Why? Why did the English-major snob plow straight through these books? Because the main characters are fantastic. Who doesn't love a heroine who is also a villain every now and then? And a villain because she struggles with her own human nature and against society--- a struggle of power, greed, desire, and wit.

These novels really weren't about thwarted romance, passion, or money (although there was a good bit of all of these flashing about). Really, these novels are about female identity. How the protagonists are seen, how they wish to be seen, and most importantly how they see themselves. They battle against their social status, against societal convention, and even against themselves to figure out their own identity and place in the world. Gregory challenges the idea of what it meant  to be a successful woman in the 18th century--is it the kind housewife, the virgin, the landlord, the heiress who its successful? And really... thinking about it now... I feel like these demands on identity are still in place.

What woman doesn't feel that she is sacrificing her home when she decides to pursue a challenging degree or successful career? How often do people use disparaging terminology for housewives? "Oh she just stays at home." "She's just a stay-at-home-mom." (As if that life were easy and just one thing or another.) And for those women who can juggle both home and work--like my own mom or my sister--how often do they make sacrifices, not only in one plane or another but also sacrifices to themselves, to maintain that identity?  How often is female sexuality challenged--we're expected to remain virgins, we're humiliated for being virgins, we're labeled as "whores" for choosing to not remain virgins. How often are people judged by others? And how often do we judge ourselves because of the judgment of others?

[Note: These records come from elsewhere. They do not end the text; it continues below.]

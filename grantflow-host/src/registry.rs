//! Capability registry
//!
//! Stateless queries into the host's declared-capability manifest and its
//! live grant status, plus the durable request history. The only write is
//! [`CapabilityRegistry::mark_requested`].

use grantflow_api::{Capability, CapabilitySet, GrantStatus, LiveStatus};
use std::collections::BTreeSet;
use std::sync::{Arc, PoisonError, RwLock};

use crate::error::RegistryError;
use crate::history::{HistoryStore, StoreError};

/// Live capability queries answered by the host OS
///
/// Host bindings implement this trait. All methods are expected to be cheap,
/// synchronous reads.
pub trait HostCapabilities: Send + Sync {
    /// Capabilities declared in the host manifest
    fn manifest(&self) -> Result<CapabilitySet, RegistryError>;

    /// Live grant status; unknown capabilities report `NotGranted`
    fn check(&self, capability: &Capability) -> LiveStatus;

    /// Whether the OS would show a rationale for this capability, i.e. the
    /// user denied it once but not permanently
    fn should_show_rationale(&self, capability: &Capability) -> bool;

    /// Whether the platform gates capabilities behind runtime approval.
    /// Platforms predating the gating OS version grant everything implicitly.
    fn is_gated(&self) -> bool {
        true
    }
}

/// Registry contract over a host binding and a durable history store
#[derive(Clone)]
pub struct CapabilityRegistry {
    host: Arc<dyn HostCapabilities>,
    history: Arc<dyn HistoryStore>,
}

impl CapabilityRegistry {
    pub fn new(host: Arc<dyn HostCapabilities>, history: Arc<dyn HistoryStore>) -> Self {
        Self { host, history }
    }

    /// Declared capabilities
    pub fn manifest_capabilities(&self) -> Result<CapabilitySet, RegistryError> {
        self.host.manifest()
    }

    /// Live status; always granted below the gating OS version
    pub fn current_status(&self, capability: &Capability) -> LiveStatus {
        if !self.host.is_gated() {
            return LiveStatus::Granted;
        }
        self.host.check(capability)
    }

    /// Whether a rationale can be shown; never below the gating OS version
    pub fn rationale_showable(&self, capability: &Capability) -> bool {
        self.host.is_gated() && self.host.should_show_rationale(capability)
    }

    pub fn is_gated(&self) -> bool {
        self.host.is_gated()
    }

    /// Whether the capability was put in front of the OS prompt before.
    ///
    /// An unreadable store reads as "never requested", which can only turn an
    /// inferred permanent block into a direct prompt.
    pub fn was_previously_requested(&self, capability: &Capability) -> bool {
        match self.history.was_requested(capability) {
            Ok(requested) => requested,
            Err(e) => {
                tracing::warn!(capability = %capability, error = %e, "History store unreadable");
                false
            }
        }
    }

    /// Durably record that the capability was put in front of the OS prompt
    pub fn mark_requested(&self, capability: &Capability) -> Result<(), StoreError> {
        self.history.mark_requested(capability)
    }

    /// Tri-state status combining live status, rationale and history
    pub fn grant_status(&self, capability: &Capability) -> GrantStatus {
        if self.current_status(capability).is_granted() {
            GrantStatus::Granted
        } else if self.rationale_showable(capability)
            || !self.was_previously_requested(capability)
        {
            GrantStatus::DeniedSoft
        } else {
            GrantStatus::DeniedHard
        }
    }
}

impl std::fmt::Debug for CapabilityRegistry {
    fn fmt(&self, f: &mut std::fmt::Formatter<'_>) -> std::fmt::Result {
        f.debug_struct("CapabilityRegistry")
            .field("gated", &self.host.is_gated())
            .finish_non_exhaustive()
    }
}

// ============================================================================
// In-Memory Host
// ============================================================================

#[derive(Debug, Default)]
struct MemoryHostState {
    manifest: Option<CapabilitySet>,
    granted: BTreeSet<Capability>,
    rationale: BTreeSet<Capability>,
    gated: bool,
}

/// In-memory host binding for testing and embedding
///
/// Grants can be changed at any time, e.g. from a settings-surface callback.
#[derive(Debug)]
pub struct MemoryHost {
    state: RwLock<MemoryHostState>,
}

impl MemoryHost {
    /// Create a gated host declaring the given capabilities, none granted
    pub fn new<I, C>(manifest: I) -> Self
    where
        I: IntoIterator<Item = C>,
        C: Into<Capability>,
    {
        Self {
            state: RwLock::new(MemoryHostState {
                manifest: Some(manifest.into_iter().collect()),
                gated: true,
                ..Default::default()
            }),
        }
    }

    /// Create a host whose manifest cannot be read
    pub fn without_manifest() -> Self {
        Self {
            state: RwLock::new(MemoryHostState {
                manifest: None,
                gated: true,
                ..Default::default()
            }),
        }
    }

    /// Simulate a platform predating capability gating
    pub fn ungated(self) -> Self {
        self.write().gated = false;
        self
    }

    pub fn grant(&self, capability: impl Into<Capability>) {
        let capability = capability.into();
        let mut state = self.write();
        state.rationale.remove(&capability);
        state.granted.insert(capability);
    }

    /// Mark the capability as soft-denied (rationale showable)
    pub fn allow_rationale(&self, capability: impl Into<Capability>) {
        self.write().rationale.insert(capability.into());
    }

    fn read(&self) -> std::sync::RwLockReadGuard<'_, MemoryHostState> {
        self.state.read().unwrap_or_else(PoisonError::into_inner)
    }

    fn write(&self) -> std::sync::RwLockWriteGuard<'_, MemoryHostState> {
        self.state.write().unwrap_or_else(PoisonError::into_inner)
    }
}

impl HostCapabilities for MemoryHost {
    fn manifest(&self) -> Result<CapabilitySet, RegistryError> {
        self.read()
            .manifest
            .clone()
            .ok_or_else(|| RegistryError::ManifestUnreadable("no manifest installed".into()))
    }

    fn check(&self, capability: &Capability) -> LiveStatus {
        if self.read().granted.contains(capability) {
            LiveStatus::Granted
        } else {
            LiveStatus::NotGranted
        }
    }

    fn should_show_rationale(&self, capability: &Capability) -> bool {
        self.read().rationale.contains(capability)
    }

    fn is_gated(&self) -> bool {
        self.read().gated
    }
}

#[cfg(test)]
mod tests {
    use super::*;
    use crate::history::MemoryHistoryStore;

    fn registry(host: MemoryHost, history: MemoryHistoryStore) -> CapabilityRegistry {
        CapabilityRegistry::new(Arc::new(host), Arc::new(history))
    }

    #[test]
    fn test_manifest_unavailable() {
        let registry = registry(MemoryHost::without_manifest(), MemoryHistoryStore::new());
        assert!(matches!(
            registry.manifest_capabilities(),
            Err(RegistryError::ManifestUnreadable(_))
        ));
    }

    #[test]
    fn test_unknown_capability_is_not_granted() {
        let registry = registry(MemoryHost::new(["camera"]), MemoryHistoryStore::new());
        assert_eq!(
            registry.current_status(&Capability::new("telepathy")),
            LiveStatus::NotGranted
        );
    }

    #[test]
    fn test_ungated_platform_grants_everything() {
        let host = MemoryHost::new(["camera"]).ungated();
        host.allow_rationale("camera");
        let registry = registry(host, MemoryHistoryStore::new());

        let camera = Capability::new("camera");
        assert_eq!(registry.current_status(&camera), LiveStatus::Granted);
        assert!(!registry.rationale_showable(&camera));
    }

    #[test]
    fn test_grant_status_tri_state() {
        let host = MemoryHost::new(["camera", "location", "storage"]);
        host.grant("camera");
        host.allow_rationale("location");
        let history = MemoryHistoryStore::with_requested(["location", "storage"]);
        let registry = registry(host, history);

        assert_eq!(
            registry.grant_status(&Capability::new("camera")),
            GrantStatus::Granted
        );
        assert_eq!(
            registry.grant_status(&Capability::new("location")),
            GrantStatus::DeniedSoft
        );
        assert_eq!(
            registry.grant_status(&Capability::new("storage")),
            GrantStatus::DeniedHard
        );
    }

    #[test]
    fn test_mark_requested_is_durable_in_history() {
        let registry = registry(MemoryHost::new(["camera"]), MemoryHistoryStore::new());
        let camera = Capability::new("camera");

        assert!(!registry.was_previously_requested(&camera));
        registry.mark_requested(&camera).unwrap();
        assert!(registry.was_previously_requested(&camera));
    }
}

I feel like Gregory, a female historian, does a great job of crafting a world from the past she has so lengthily studied. Although the prose can get a wee bit repetitive and dense sometimes, the novel's character development really is laudable and believable. And the core themes and struggles are applicable even today. I think these novels would resonate with many different readers--and they fall into the category of a gripping winter read. A little bit of love, a good bit of Gothic chill, and a greatly portion of the sweeping English countryside--something worthy of snuggling up with a blanket and a cup of tea. Trust me--whether from your own winter chill or from the novel--you'll be glad for the warmth now and then.